## ENTRIES SHOWN
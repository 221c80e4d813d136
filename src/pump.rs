//! Tasks that move frames between the application and transport queues.
//!
//! The [`OutPump`] wraps application frames for the transport and the
//! [`InPump`] unwraps transport frames for the application. Both await
//! capacity on their destination rather than dropping, and both stop once
//! either side of their bridge closes.

use std::sync::Arc;

use tokio::sync::mpsc::{Receiver, Sender};
use tracing::{debug, trace};

use crate::{
    frame::{Frame, NetworkId, TransportFrame},
    metrics::{Direction, ProxyStats},
};

/// Why a pump stopped.
#[derive(Clone, Copy, Debug, PartialEq, Eq)]
pub enum PumpExit {
    /// Every sender of the source queue was dropped.
    SourceClosed,
    /// The receiver of the destination queue was dropped.
    SinkClosed,
}

impl PumpExit {
    const fn as_str(self) -> &'static str {
        match self {
            PumpExit::SourceClosed => "source closed",
            PumpExit::SinkClosed => "destination closed",
        }
    }
}

/// Forwards application frames onto the transport-outbound queue.
#[derive(Debug)]
pub struct OutPump {
    source: Receiver<Frame>,
    sink: Sender<TransportFrame>,
    network: NetworkId,
    stats: Arc<ProxyStats>,
    trace_frames: bool,
}

impl OutPump {
    /// Create a pump stamping `network` on every transport frame.
    #[must_use]
    pub fn new(
        source: Receiver<Frame>,
        sink: Sender<TransportFrame>,
        network: NetworkId,
        stats: Arc<ProxyStats>,
    ) -> Self {
        Self {
            source,
            sink,
            network,
            stats,
            trace_frames: false,
        }
    }

    /// Emit a trace event for every forwarded frame.
    #[must_use]
    pub fn trace_frames(mut self, enabled: bool) -> Self {
        self.trace_frames = enabled;
        self
    }

    /// Run until the source or destination closes.
    pub async fn run(mut self) -> PumpExit {
        let mut sequence: u64 = 0;
        let exit = loop {
            let Some(frame) = self.source.recv().await else {
                break PumpExit::SourceClosed;
            };
            let parcel = TransportFrame::from_frame(frame, self.network);
            if self.trace_frames {
                trace!(
                    app_hash = %parcel.header.app_hash,
                    app_type = %parcel.header.app_type,
                    part = parcel.header.part_num,
                    parts = parcel.header.num_parts,
                    sequence,
                    location = "out_pump",
                    "frame forwarded"
                );
            }
            if self.sink.send(parcel).await.is_err() {
                break PumpExit::SinkClosed;
            }
            self.stats.record_frame(Direction::Outbound);
            sequence += 1;
        };
        debug!(reason = exit.as_str(), forwarded = sequence, "outbound pump stopped");
        exit
    }
}

/// Forwards transport frames onto the application-inbound queue.
#[derive(Debug)]
pub struct InPump {
    source: Receiver<TransportFrame>,
    sink: Sender<Frame>,
    stats: Arc<ProxyStats>,
    trace_frames: bool,
}

impl InPump {
    #[must_use]
    pub fn new(
        source: Receiver<TransportFrame>,
        sink: Sender<Frame>,
        stats: Arc<ProxyStats>,
    ) -> Self {
        Self {
            source,
            sink,
            stats,
            trace_frames: false,
        }
    }

    /// Emit a trace event for every forwarded frame.
    #[must_use]
    pub fn trace_frames(mut self, enabled: bool) -> Self {
        self.trace_frames = enabled;
        self
    }

    /// Run until the source or destination closes.
    pub async fn run(mut self) -> PumpExit {
        let mut sequence: u64 = 0;
        let exit = loop {
            let Some(parcel) = self.source.recv().await else {
                break PumpExit::SourceClosed;
            };
            if self.trace_frames {
                trace!(
                    app_hash = %parcel.header.app_hash,
                    app_type = %parcel.header.app_type,
                    part = parcel.header.part_num,
                    parts = parcel.header.num_parts,
                    sequence,
                    location = "in_pump",
                    "frame forwarded"
                );
            }
            if self.sink.send(parcel.into_frame()).await.is_err() {
                break PumpExit::SinkClosed;
            }
            self.stats.record_frame(Direction::Inbound);
            sequence += 1;
        };
        debug!(reason = exit.as_str(), forwarded = sequence, "inbound pump stopped");
        exit
    }
}

#[cfg(test)]
mod tests {
    use std::sync::Arc;

    use tokio::sync::mpsc;

    use super::{InPump, OutPump, PumpExit};
    use crate::{
        frame::{Frame, FrameHeader, FrameKind, NetworkId, TargetHint},
        hash::Hash,
        metrics::ProxyStats,
    };

    fn part(part_num: u32, num_parts: u32) -> Frame {
        Frame::new(
            FrameHeader {
                target: TargetHint::peer("10.0.0.7:4000"),
                app_hash: "ab".into(),
                app_type: "4".into(),
                part_num,
                num_parts,
                data_hash: Hash::digest(b"pump"),
            },
            vec![part_num as u8; 8],
        )
    }

    #[tokio::test]
    async fn out_pump_wraps_frames_in_order() {
        let (app_tx, app_rx) = mpsc::channel(4);
        let (net_tx, mut net_rx) = mpsc::channel(4);
        let stats = Arc::new(ProxyStats::default());
        let pump = tokio::spawn(
            OutPump::new(app_rx, net_tx, NetworkId::TEST, Arc::clone(&stats)).run(),
        );

        for index in 0..3 {
            app_tx.send(part(index, 3)).await.expect("queue open");
        }
        drop(app_tx);

        for index in 0..3 {
            let parcel = net_rx.recv().await.expect("forwarded frame");
            assert_eq!(parcel.network, NetworkId::TEST);
            assert_eq!(parcel.kind, FrameKind::MessagePart);
            assert_eq!(parcel.header.part_num, index);
            assert_eq!(parcel.header.target_peer, "10.0.0.7:4000");
        }
        assert_eq!(pump.await.expect("pump task"), PumpExit::SourceClosed);
        assert_eq!(stats.snapshot(0).frames_out, 3);
    }

    #[tokio::test]
    async fn in_pump_restores_frames() {
        let (net_tx, net_rx) = mpsc::channel(4);
        let (app_tx, mut app_rx) = mpsc::channel(4);
        let stats = Arc::new(ProxyStats::default());
        let pump = tokio::spawn(InPump::new(net_rx, app_tx, Arc::clone(&stats)).run());

        let original = part(0, 1);
        net_tx
            .send(crate::frame::TransportFrame::from_frame(
                original.clone(),
                NetworkId::MAIN,
            ))
            .await
            .expect("queue open");
        drop(net_tx);

        assert_eq!(app_rx.recv().await, Some(original));
        assert_eq!(pump.await.expect("pump task"), PumpExit::SourceClosed);
        assert_eq!(stats.snapshot(0).frames_in, 1);
    }

    #[tokio::test]
    async fn pump_stops_when_destination_closes() {
        let (app_tx, app_rx) = mpsc::channel(1);
        let (net_tx, net_rx) = mpsc::channel(1);
        drop(net_rx);
        let pump = tokio::spawn(
            OutPump::new(app_rx, net_tx, NetworkId::MAIN, Arc::new(ProxyStats::default())).run(),
        );
        app_tx.send(part(0, 1)).await.expect("queue open");
        assert_eq!(pump.await.expect("pump task"), PumpExit::SinkClosed);
    }
}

## PROBLEM DESCRIPTION
Every line above should be retyped exactly as given.

## SOLUTION
repository 221c80e4d813d136
filename src/pump.rs
//! Tasks that move frames between the application and transport queues.
//!
//! The [`OutPump`] wraps application frames for the transport and the
//! [`InPump`] unwraps transport frames for the application. Both await
//! capacity on their destination rather than dropping, and both stop once
//! either side of their bridge closes.

use std::sync::Arc;

use tokio::sync::mpsc::{Receiver, Sender};
use tracing::{debug, trace};

use crate::{
    frame::{Frame, NetworkId, TransportFrame},
    metrics::{Direction, ProxyStats},
};

/// Why a pump stopped.
#[derive(Clone, Copy, Debug, PartialEq, Eq)]
pub enum PumpExit {
    /// Every sender of the source queue was dropped.
    SourceClosed,
    /// The receiver of the destination queue was dropped.
    SinkClosed,
}

impl PumpExit {
    const fn as_str(self) -> &'static str {
        match self {
            PumpExit::SourceClosed => "source closed",
            PumpExit::SinkClosed => "destination closed",
        }
    }
}

/// Forwards application frames onto the transport-outbound queue.
#[derive(Debug)]
pub struct OutPump {
    source: Receiver<Frame>,
    sink: Sender<TransportFrame>,
    network: NetworkId,
    stats: Arc<ProxyStats>,
    trace_frames: bool,
}

impl OutPump {
    /// Create a pump stamping `network` on every transport frame.
    #[must_use]
    pub fn new(
        source: Receiver<Frame>,
        sink: Sender<TransportFrame>,
        network: NetworkId,
        stats: Arc<ProxyStats>,
    ) -> Self {
        Self {
            source,
            sink,
            network,
            stats,
            trace_frames: false,
        }
    }

    /// Emit a trace event for every forwarded frame.
    #[must_use]
    pub fn trace_frames(mut self, enabled: bool) -> Self {
        self.trace_frames = enabled;
        self
    }

    /// Run until the source or destination closes.
    pub async fn run(mut self) -> PumpExit {
        let mut sequence: u64 = 0;
        let exit = loop {
            let Some(frame) = self.source.recv().await else {
                break PumpExit::SourceClosed;
            };
            let parcel = TransportFrame::from_frame(frame, self.network);
            if self.trace_frames {
                trace!(
                    app_hash = %parcel.header.app_hash,
                    app_type = %parcel.header.app_type,
                    part = parcel.header.part_num,
                    parts = parcel.header.num_parts,
                    sequence,
                    location = "out_pump",
                    "frame forwarded"
                );
            }
            if self.sink.send(parcel).await.is_err() {
                break PumpExit::SinkClosed;
            }
            self.stats.record_frame(Direction::Outbound);
            sequence += 1;
        };
        debug!(reason = exit.as_str(), forwarded = sequence, "outbound pump stopped");
        exit
    }
}

/// Forwards transport frames onto the application-inbound queue.
#[derive(Debug)]
pub struct InPump {
    source: Receiver<TransportFrame>,
    sink: Sender<Frame>,
    stats: Arc<ProxyStats>,
    trace_frames: bool,
}

impl InPump {
    #[must_use]
    pub fn new(
        source: Receiver<TransportFrame>,
        sink: Sender<Frame>,
        stats: Arc<ProxyStats>,
    ) -> Self {
        Self {
            source,
            sink,
            stats,
            trace_frames: false,
        }
    }

    /// Emit a trace event for every forwarded frame.
    #[must_use]
    pub fn trace_frames(mut self, enabled: bool) -> Self {
        self.trace_frames = enabled;
        self
    }

    /// Run until the source or destination closes.
    pub async fn run(mut self) -> PumpExit {
        let mut sequence: u64 = 0;
        let exit = loop {
            let Some(parcel) = self.source.recv().await else {
                break PumpExit::SourceClosed;
            };
            if self.trace_frames {
                trace!(
                    app_hash = %parcel.header.app_hash,
                    app_type = %parcel.header.app_type,
                    part = parcel.header.part_num,
                    parts = parcel.header.num_parts,
                    sequence,
                    location = "in_pump",
                    "frame forwarded"
                );
            }
            if self.sink.send(parcel.into_frame()).await.is_err() {
                break PumpExit::SinkClosed;
            }
            self.stats.record_frame(Direction::Inbound);
            sequence += 1;
        };
        debug!(reason = exit.as_str(), forwarded = sequence, "inbound pump stopped");
        exit
    }
}

#[cfg(test)]
mod tests {
    use std::sync::Arc;

    use tokio::sync::mpsc;

    use super::{InPump, OutPump, PumpExit};
    use crate::{
        frame::{Frame, FrameHeader, FrameKind, NetworkId, TargetHint},
        hash::Hash,
        metrics::ProxyStats,
    };

    fn part(part_num: u32, num_parts: u32) -> Frame {
        Frame::new(
            FrameHeader {
                target: TargetHint::peer("10.0.0.7:4000"),
                app_hash: "ab".into(),
                app_type: "4".into(),
                part_num,
                num_parts,
                data_hash: Hash::digest(b"pump"),
            },
            vec![part_num as u8; 8],
        )
    }

    #[tokio::test]
    async fn out_pump_wraps_frames_in_order() {
        let (app_tx, app_rx) = mpsc::channel(4);
        let (net_tx, mut net_rx) = mpsc::channel(4);
        let stats = Arc::new(ProxyStats::default());
        let pump = tokio::spawn(
            OutPump::new(app_rx, net_tx, NetworkId::TEST, Arc::clone(&stats)).run(),
        );

        for index in 0..3 {
            app_tx.send(part(index, 3)).await.expect("queue open");
        }
        drop(app_tx);

        for index in 0..3 {
            let parcel = net_rx.recv().await.expect("forwarded frame");
            assert_eq!(parcel.network, NetworkId::TEST);
            assert_eq!(parcel.kind, FrameKind::MessagePart);
            assert_eq!(parcel.header.part_num, index);
            assert_eq!(parcel.header.target_peer, "10.0.0.7:4000");
        }
        assert_eq!(pump.await.expect("pump task"), PumpExit::SourceClosed);
        assert_eq!(stats.snapshot(0).frames_out, 3);
    }

    #[tokio::test]
    async fn in_pump_restores_frames() {
        let (net_tx, net_rx) = mpsc::channel(4);
        let (app_tx, mut app_rx) = mpsc::channel(4);
        let stats = Arc::new(ProxyStats::default());
        let pump = tokio::spawn(InPump::new(net_rx, app_tx, Arc::clone(&stats)).run());

        let original = part(0, 1);
        net_tx
            .send(crate::frame::TransportFrame::from_frame(
                original.clone(),
                NetworkId::MAIN,
            ))
            .await
            .expect("queue open");
        drop(net_tx);

        assert_eq!(app_rx.recv().await, Some(original));
        assert_eq!(pump.await.expect("pump task"), PumpExit::SourceClosed);
        assert_eq!(stats.snapshot(0).frames_in, 1);
    }

    #[tokio::test]
    async fn pump_stops_when_destination_closes() {
        let (app_tx, app_rx) = mpsc::channel(1);
        let (net_tx, net_rx) = mpsc::channel(1);
        drop(net_rx);
        let pump = tokio::spawn(
            OutPump::new(app_rx, net_tx, NetworkId::MAIN, Arc::new(ProxyStats::default())).run(),
        );
        app_tx.send(part(0, 1)).await.expect("queue open");
        assert_eq!(pump.await.expect("pump task"), PumpExit::SinkClosed);
    }
}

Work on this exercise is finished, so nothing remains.